╭─ DATA

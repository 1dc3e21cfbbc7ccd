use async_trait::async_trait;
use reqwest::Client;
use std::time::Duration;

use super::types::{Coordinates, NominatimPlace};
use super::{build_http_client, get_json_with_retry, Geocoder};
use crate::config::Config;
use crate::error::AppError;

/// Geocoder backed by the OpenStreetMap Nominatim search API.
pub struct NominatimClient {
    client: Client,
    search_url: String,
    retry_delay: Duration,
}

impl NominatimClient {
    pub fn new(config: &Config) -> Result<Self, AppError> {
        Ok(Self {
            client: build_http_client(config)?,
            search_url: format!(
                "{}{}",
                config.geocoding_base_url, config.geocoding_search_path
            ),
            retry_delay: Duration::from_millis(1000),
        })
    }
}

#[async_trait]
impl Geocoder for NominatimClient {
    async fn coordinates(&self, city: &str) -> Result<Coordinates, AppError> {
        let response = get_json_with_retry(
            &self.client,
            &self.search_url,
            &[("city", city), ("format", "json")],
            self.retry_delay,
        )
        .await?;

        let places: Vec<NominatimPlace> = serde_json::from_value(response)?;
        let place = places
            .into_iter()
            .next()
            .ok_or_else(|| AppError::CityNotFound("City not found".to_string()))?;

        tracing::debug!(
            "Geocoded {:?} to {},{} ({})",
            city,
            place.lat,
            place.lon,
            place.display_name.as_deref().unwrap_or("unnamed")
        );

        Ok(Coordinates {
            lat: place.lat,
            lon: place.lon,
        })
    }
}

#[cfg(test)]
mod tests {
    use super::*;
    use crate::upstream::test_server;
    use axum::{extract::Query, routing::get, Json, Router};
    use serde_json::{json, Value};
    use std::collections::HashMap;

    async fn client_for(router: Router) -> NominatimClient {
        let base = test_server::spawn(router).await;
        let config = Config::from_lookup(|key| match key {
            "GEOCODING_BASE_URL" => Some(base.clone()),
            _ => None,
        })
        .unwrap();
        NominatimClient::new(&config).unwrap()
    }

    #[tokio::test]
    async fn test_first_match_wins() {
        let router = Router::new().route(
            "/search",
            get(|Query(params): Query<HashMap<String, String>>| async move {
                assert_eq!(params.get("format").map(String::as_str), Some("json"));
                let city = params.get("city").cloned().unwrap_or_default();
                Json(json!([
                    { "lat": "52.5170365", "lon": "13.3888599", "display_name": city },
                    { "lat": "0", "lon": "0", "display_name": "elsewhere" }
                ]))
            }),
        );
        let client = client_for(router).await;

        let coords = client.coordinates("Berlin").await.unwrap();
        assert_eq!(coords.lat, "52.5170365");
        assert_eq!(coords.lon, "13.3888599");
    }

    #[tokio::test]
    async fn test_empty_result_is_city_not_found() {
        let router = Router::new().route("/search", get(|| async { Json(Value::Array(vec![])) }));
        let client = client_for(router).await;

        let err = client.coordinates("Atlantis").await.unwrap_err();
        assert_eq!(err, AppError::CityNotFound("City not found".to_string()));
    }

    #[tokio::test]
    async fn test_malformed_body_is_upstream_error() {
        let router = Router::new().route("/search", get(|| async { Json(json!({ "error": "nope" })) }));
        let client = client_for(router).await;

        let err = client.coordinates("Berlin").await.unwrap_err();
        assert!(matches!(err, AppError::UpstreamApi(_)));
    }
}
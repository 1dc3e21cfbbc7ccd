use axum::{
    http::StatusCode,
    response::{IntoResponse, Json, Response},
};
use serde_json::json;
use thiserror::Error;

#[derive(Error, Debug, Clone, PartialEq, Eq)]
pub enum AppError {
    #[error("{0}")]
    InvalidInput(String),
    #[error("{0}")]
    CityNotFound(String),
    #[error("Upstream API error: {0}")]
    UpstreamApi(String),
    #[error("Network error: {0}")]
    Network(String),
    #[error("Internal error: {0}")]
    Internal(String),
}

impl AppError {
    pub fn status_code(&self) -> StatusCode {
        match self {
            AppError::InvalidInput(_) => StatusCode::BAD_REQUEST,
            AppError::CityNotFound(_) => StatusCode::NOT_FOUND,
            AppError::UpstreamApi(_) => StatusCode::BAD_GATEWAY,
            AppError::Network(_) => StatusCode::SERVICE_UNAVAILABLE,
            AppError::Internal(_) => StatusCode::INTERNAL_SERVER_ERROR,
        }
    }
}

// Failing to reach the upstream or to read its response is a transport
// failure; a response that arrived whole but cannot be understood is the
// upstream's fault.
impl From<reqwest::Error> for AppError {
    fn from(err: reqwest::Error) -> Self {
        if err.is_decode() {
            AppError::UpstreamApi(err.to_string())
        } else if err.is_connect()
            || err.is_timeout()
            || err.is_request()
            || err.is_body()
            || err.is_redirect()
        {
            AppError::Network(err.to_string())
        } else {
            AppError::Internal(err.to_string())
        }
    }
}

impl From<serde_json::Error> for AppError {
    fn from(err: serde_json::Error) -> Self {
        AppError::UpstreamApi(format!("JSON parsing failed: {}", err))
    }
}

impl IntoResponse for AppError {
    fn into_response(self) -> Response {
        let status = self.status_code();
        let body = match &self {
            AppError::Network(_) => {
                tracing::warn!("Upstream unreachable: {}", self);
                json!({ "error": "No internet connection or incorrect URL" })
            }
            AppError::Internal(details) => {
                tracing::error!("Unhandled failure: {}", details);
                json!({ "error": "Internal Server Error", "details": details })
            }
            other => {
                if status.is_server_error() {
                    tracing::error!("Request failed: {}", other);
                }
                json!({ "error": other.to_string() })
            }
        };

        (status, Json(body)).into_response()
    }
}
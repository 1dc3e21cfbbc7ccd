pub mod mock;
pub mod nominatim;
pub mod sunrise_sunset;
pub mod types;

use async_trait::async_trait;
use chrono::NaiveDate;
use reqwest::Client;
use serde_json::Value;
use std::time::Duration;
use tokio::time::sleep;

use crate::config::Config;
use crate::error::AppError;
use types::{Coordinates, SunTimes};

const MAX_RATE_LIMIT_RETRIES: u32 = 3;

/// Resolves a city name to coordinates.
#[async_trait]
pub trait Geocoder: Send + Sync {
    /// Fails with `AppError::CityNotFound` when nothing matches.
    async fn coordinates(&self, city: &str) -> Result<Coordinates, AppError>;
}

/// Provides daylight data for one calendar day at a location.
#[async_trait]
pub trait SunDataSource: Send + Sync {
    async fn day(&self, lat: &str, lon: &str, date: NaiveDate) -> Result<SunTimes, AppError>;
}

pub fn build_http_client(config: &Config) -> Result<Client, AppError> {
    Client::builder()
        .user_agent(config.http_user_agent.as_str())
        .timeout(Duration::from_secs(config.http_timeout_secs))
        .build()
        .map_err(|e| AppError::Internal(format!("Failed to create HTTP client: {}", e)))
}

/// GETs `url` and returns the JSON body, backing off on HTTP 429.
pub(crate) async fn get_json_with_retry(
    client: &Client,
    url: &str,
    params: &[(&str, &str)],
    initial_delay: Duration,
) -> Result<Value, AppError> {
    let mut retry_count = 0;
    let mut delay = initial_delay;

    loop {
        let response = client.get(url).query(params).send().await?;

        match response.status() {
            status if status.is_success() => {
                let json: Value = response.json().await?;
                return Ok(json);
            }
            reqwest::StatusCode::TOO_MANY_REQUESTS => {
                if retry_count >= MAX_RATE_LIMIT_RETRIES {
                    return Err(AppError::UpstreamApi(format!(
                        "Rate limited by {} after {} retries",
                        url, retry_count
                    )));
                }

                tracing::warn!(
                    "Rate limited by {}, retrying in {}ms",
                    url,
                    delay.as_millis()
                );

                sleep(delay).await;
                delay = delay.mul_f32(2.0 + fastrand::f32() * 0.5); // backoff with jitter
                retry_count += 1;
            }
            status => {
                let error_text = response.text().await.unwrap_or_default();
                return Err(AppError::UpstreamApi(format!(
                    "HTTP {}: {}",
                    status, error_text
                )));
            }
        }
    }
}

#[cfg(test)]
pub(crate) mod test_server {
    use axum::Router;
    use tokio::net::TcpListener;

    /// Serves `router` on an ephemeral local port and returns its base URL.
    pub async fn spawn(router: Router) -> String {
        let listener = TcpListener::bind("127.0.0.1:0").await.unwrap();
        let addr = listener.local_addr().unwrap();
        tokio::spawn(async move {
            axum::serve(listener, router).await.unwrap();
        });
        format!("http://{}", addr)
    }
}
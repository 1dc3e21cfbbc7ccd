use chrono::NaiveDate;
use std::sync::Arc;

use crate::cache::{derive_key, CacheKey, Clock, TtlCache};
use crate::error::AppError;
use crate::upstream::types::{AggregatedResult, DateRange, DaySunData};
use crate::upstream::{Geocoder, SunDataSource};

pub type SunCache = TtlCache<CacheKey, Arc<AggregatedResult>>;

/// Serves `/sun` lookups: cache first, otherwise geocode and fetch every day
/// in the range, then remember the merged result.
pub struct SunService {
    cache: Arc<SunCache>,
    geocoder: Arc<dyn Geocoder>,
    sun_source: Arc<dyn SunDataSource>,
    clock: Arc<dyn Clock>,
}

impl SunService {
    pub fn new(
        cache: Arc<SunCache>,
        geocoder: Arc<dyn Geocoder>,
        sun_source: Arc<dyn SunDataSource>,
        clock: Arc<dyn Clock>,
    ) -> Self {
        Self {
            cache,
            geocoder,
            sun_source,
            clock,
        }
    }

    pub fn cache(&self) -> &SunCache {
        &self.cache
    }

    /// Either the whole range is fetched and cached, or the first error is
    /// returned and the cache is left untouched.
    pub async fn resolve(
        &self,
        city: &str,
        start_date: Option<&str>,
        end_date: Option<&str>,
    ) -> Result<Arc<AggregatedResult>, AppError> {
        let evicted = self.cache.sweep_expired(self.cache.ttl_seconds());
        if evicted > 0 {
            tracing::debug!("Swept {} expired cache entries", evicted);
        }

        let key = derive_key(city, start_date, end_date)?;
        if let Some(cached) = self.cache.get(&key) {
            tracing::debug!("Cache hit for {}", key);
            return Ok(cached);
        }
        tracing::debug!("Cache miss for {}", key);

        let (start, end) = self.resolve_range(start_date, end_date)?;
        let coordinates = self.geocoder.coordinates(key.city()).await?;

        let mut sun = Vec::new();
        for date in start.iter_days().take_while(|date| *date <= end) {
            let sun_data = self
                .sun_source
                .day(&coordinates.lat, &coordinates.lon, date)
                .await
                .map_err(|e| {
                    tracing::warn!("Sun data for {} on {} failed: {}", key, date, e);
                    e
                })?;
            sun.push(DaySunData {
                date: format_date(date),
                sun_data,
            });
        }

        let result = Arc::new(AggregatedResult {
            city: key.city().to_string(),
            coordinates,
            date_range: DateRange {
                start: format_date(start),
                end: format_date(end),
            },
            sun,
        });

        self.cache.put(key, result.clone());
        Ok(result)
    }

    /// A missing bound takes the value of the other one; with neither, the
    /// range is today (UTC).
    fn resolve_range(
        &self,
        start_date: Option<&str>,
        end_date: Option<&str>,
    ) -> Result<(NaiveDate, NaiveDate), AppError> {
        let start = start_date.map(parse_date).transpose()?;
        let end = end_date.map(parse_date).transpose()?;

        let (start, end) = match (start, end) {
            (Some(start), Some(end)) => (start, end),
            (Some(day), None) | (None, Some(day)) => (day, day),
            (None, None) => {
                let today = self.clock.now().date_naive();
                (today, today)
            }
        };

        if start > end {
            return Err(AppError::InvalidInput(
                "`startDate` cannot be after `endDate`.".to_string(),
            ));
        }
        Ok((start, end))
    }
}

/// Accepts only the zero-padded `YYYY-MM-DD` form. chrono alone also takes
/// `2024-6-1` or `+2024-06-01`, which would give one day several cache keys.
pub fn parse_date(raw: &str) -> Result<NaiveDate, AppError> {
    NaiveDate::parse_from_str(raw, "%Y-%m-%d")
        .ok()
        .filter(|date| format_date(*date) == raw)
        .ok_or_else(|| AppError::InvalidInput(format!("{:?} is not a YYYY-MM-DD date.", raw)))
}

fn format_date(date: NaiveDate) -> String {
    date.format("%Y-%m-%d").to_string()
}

╰─

> WHAT IS EXPECTED: Using the records above, repeat exactly the lines from the first one through the line with "use std::collections::HashMap;".

> ANSWER TO THE PROBLEM:
repository 1dc3e21cfbbc7ccd
use async_trait::async_trait;
use reqwest::Client;
use std::time::Duration;

use super::types::{Coordinates, NominatimPlace};
use super::{build_http_client, get_json_with_retry, Geocoder};
use crate::config::Config;
use crate::error::AppError;

/// Geocoder backed by the OpenStreetMap Nominatim search API.
pub struct NominatimClient {
    client: Client,
    search_url: String,
    retry_delay: Duration,
}

impl NominatimClient {
    pub fn new(config: &Config) -> Result<Self, AppError> {
        Ok(Self {
            client: build_http_client(config)?,
            search_url: format!(
                "{}{}",
                config.geocoding_base_url, config.geocoding_search_path
            ),
            retry_delay: Duration::from_millis(1000),
        })
    }
}

#[async_trait]
impl Geocoder for NominatimClient {
    async fn coordinates(&self, city: &str) -> Result<Coordinates, AppError> {
        let response = get_json_with_retry(
            &self.client,
            &self.search_url,
            &[("city", city), ("format", "json")],
            self.retry_delay,
        )
        .await?;

        let places: Vec<NominatimPlace> = serde_json::from_value(response)?;
        let place = places
            .into_iter()
            .next()
            .ok_or_else(|| AppError::CityNotFound("City not found".to_string()))?;

        tracing::debug!(
            "Geocoded {:?} to {},{} ({})",
            city,
            place.lat,
            place.lon,
            place.display_name.as_deref().unwrap_or("unnamed")
        );

        Ok(Coordinates {
            lat: place.lat,
            lon: place.lon,
        })
    }
}

#[cfg(test)]
mod tests {
    use super::*;
    use crate::upstream::test_server;
    use axum::{extract::Query, routing::get, Json, Router};
    use serde_json::{json, Value};
    use std::collections::HashMap;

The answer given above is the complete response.